Tuesday, May 09, 2006

Count of Transcontinental Railroad Workers and Deaths

20 Comments:

Blogger CPRR Discussion Group said...

Great questions. The short answer is that nobody really knows.

The Central Pacific Railroad had a maximum of about 12,000 workers at one time, and the Union Pacific probably had a similar number, but people came and went, so the actual number who ever worked is significantly larger, but unknown.

Claims of "thousands" of Chinese killed in construction accidents are nonsensical fabrications. About 130 workers are believed to have died building the Central Pacific (based on the secondary literature), with many of those due to weather related events such as avalanches, not preventable accidents.
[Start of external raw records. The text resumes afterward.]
//! Process-wide connection registry and aggregate counters.
//!
//! One registry exists per worker. It allocates connection identifiers,
//! maps live identifiers to their connections for event dispatch and
//! graceful-shutdown draining, and keeps the worker's aggregate counters.
//! Everything lives on the loop thread: interior mutability, no locking.

use std::cell::{Cell, RefCell};
use std::collections::HashMap;
use std::rc::Rc;

use crate::connection::Connection;
use crate::event::ConnectionId;

/// Aggregate per-worker counters.
#[derive(Debug, Default)]
pub struct Stats {
    active: Cell<usize>,
    total_requests: Cell<u64>,
    send_failures: Cell<u64>,
}

impl Stats {
    /// Number of currently live connections.
    #[must_use]
    pub fn active(&self) -> usize {
        self.active.get()
    }

    /// Total inbound messages/frames processed across all connections.
    #[must_use]
    pub fn total_requests(&self) -> u64 {
        self.total_requests.get()
    }

    /// Total payloads dropped by failed or refused sends.
    #[must_use]
    pub fn send_failures(&self) -> u64 {
        self.send_failures.get()
    }

    pub(crate) fn record_request(&self) {
        self.total_requests.set(self.total_requests.get() + 1);
    }

    pub(crate) fn record_send_failure(&self) {
        self.send_failures.set(self.send_failures.get() + 1);
    }

    fn record_connect(&self) {
        self.active.set(self.active.get() + 1);
    }

    fn record_disconnect(&self) {
        self.active.set(self.active.get().saturating_sub(1));
    }
}

/// Map from connection identifier to live connection, plus [`Stats`].
///
/// Entries are inserted at construction and removed by `destroy`; an
/// identifier absent from the registry is either already torn down or was
/// never allocated, and readiness events for it are ignored.
pub struct ConnectionRegistry<S> {
    connections: RefCell<HashMap<ConnectionId, Rc<RefCell<Connection<S>>>>>,
    next_id: Cell<ConnectionId>,
    stats: Stats,
}

impl<S> ConnectionRegistry<S> {
    /// Create an empty registry. Identifiers start at 1.
    #[must_use]
    pub fn new() -> Rc<Self> {
        Rc::new(Self {
            connections: RefCell::new(HashMap::new()),
            next_id: Cell::new(1),
            stats: Stats::default(),
        })
    }

    /// Allocate the next identifier.
    ///
    /// Wraps to zero at the platform maximum; `ConnectionId::MAX` itself is
    /// never handed out (the bundled reactor reserves it). Reuse after
    /// wraparound is harmless because old entries have long been removed.
    pub(crate) fn allocate_id(&self) -> ConnectionId {
        let id = self.next_id.get();
        let next = id.wrapping_add(1);
        self.next_id
            .set(if next == ConnectionId::MAX { 0 } else { next });
        id
    }

    pub(crate) fn insert(&self, id: ConnectionId, conn: Rc<RefCell<Connection<S>>>) {
        self.connections.borrow_mut().insert(id, conn);
        self.stats.record_connect();
    }

    pub(crate) fn remove(&self, id: ConnectionId) {
        if self.connections.borrow_mut().remove(&id).is_some() {
            self.stats.record_disconnect();
        }
    }

    /// Look up a live connection.
    #[must_use]
    pub fn get(&self, id: ConnectionId) -> Option<Rc<RefCell<Connection<S>>>> {
        self.connections.borrow().get(&id).cloned()
    }

    /// Check whether an identifier is live.
    #[must_use]
    pub fn contains(&self, id: ConnectionId) -> bool {
        self.connections.borrow().contains_key(&id)
    }

    /// Number of live connections.
    #[must_use]
    pub fn len(&self) -> usize {
        self.connections.borrow().len()
    }

    /// Check whether no connections are live.
    #[must_use]
    pub fn is_empty(&self) -> bool {
        self.connections.borrow().is_empty()
    }

    /// Identifiers of all live connections.
    #[must_use]
    pub fn ids(&self) -> Vec<ConnectionId> {
        self.connections.borrow().keys().copied().collect()
    }

    /// Aggregate counters for this worker.
    #[must_use]
    pub fn stats(&self) -> &Stats {
        &self.stats
    }
}

impl<S: std::io::Read + std::io::Write> ConnectionRegistry<S> {
    /// Gracefully close every live connection.
    ///
    /// Connections with queued writes linger in `Closing` until they drain;
    /// the worker keeps running its loop until [`is_empty`](Self::is_empty).
    pub fn close_all(&self) {
        let snapshot: Vec<_> = self.connections.borrow().values().cloned().collect();
        for conn in snapshot {
            if let Ok(mut conn) = conn.try_borrow_mut() {
                conn.close();
            }
        }
    }

    /// Immediately destroy every live connection, abandoning unsent data.
    pub fn destroy_all(&self) {
        let snapshot: Vec<_> = self.connections.borrow().values().cloned().collect();
        for conn in snapshot {
            if let Ok(mut conn) = conn.try_borrow_mut() {
                conn.destroy();
            }
        }
    }
}

#[cfg(test)]
mod tests {
    use super::*;

    #[test]
    fn test_id_allocation_is_monotonic() {
        let registry: Rc<ConnectionRegistry<std::io::Cursor<Vec<u8>>>> = ConnectionRegistry::new();
        assert_eq!(registry.allocate_id(), 1);
        assert_eq!(registry.allocate_id(), 2);
        assert_eq!(registry.allocate_id(), 3);
    }

    #[test]
    fn test_id_allocation_wraps_at_max() {
        let registry: Rc<ConnectionRegistry<std::io::Cursor<Vec<u8>>>> = ConnectionRegistry::new();
        registry.next_id.set(ConnectionId::MAX - 1);
        assert_eq!(registry.allocate_id(), ConnectionId::MAX - 1);
        // MAX is reserved; the allocator restarts from zero.
        assert_eq!(registry.allocate_id(), 0);
        assert_eq!(registry.allocate_id(), 1);
    }

    #[test]
    fn test_stats_counters() {
        let stats = Stats::default();
        stats.record_request();
        stats.record_request();
        stats.record_send_failure();
        assert_eq!(stats.total_requests(), 2);
        assert_eq!(stats.send_failures(), 1);
        assert_eq!(stats.active(), 0);
    }

    #[test]
    fn test_disconnect_saturates_at_zero() {
        let stats = Stats::default();
        stats.record_disconnect();
        assert_eq!(stats.active(), 0);
    }

    #[test]
    fn test_empty_registry() {
        let registry: Rc<ConnectionRegistry<std::io::Cursor<Vec<u8>>>> = ConnectionRegistry::new();
        assert!(registry.is_empty());
        assert_eq!(registry.len(), 0);
        assert!(!registry.contains(1));
        assert!(registry.get(1).is_none());
    }
}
There is a single newspaper article that reports "possibly 1200" Chinese railroad workers dead but, even if that larger number is correct, it is likely that most of those deaths were due to a documented smallpox epidemic in Nevada, not due to construction accidents, as all of the accident reports are very specific accounts of small numbers killed. As best as we can determine, the number of documented fatalities during the CPRR construction reported in the primary literature by those actually participating is quite small, totaling 28-36 (this range representing the uncertain counts as originally reported).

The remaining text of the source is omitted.